### TASK ITEM
Print, in exact form, the lines below from the one containing "use rust_decimal::Decimal;" through the one containing "pub enum Direction", and omit all others.

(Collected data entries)
·····

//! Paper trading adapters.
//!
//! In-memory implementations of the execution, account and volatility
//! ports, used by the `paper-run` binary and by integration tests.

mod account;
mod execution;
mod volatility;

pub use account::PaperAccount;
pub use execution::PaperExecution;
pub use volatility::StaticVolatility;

·····

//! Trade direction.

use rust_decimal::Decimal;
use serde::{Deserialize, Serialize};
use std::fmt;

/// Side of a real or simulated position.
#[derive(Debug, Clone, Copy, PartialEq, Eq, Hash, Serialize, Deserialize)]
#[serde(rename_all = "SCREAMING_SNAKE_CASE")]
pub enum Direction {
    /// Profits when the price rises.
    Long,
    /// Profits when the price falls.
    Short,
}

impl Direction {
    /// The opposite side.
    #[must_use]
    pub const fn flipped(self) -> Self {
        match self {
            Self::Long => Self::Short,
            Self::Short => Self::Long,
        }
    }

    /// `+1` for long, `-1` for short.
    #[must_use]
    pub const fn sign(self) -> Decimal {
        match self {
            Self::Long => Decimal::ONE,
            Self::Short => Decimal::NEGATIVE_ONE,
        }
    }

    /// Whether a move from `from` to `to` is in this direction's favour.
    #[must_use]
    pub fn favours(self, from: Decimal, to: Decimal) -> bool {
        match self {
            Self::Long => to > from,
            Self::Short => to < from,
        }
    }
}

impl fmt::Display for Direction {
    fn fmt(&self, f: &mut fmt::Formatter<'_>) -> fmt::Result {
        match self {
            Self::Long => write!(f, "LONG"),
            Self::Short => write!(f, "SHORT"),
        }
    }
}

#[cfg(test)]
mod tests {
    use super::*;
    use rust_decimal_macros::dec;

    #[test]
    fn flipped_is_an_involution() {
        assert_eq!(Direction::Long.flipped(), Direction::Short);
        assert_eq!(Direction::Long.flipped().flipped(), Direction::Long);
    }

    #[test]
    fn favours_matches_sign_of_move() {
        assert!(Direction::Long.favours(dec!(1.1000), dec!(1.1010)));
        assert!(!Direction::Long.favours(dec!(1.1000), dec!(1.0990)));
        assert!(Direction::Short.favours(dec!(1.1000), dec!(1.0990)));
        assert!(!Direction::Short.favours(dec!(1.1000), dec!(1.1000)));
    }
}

·····

### WRITTEN ANSWER
use rust_decimal::Decimal;
use serde::{Deserialize, Serialize};
use std::fmt;

/// Side of a real or simulated position.
#[derive(Debug, Clone, Copy, PartialEq, Eq, Hash, Serialize, Deserialize)]
#[serde(rename_all = "SCREAMING_SNAKE_CASE")]
pub enum Direction {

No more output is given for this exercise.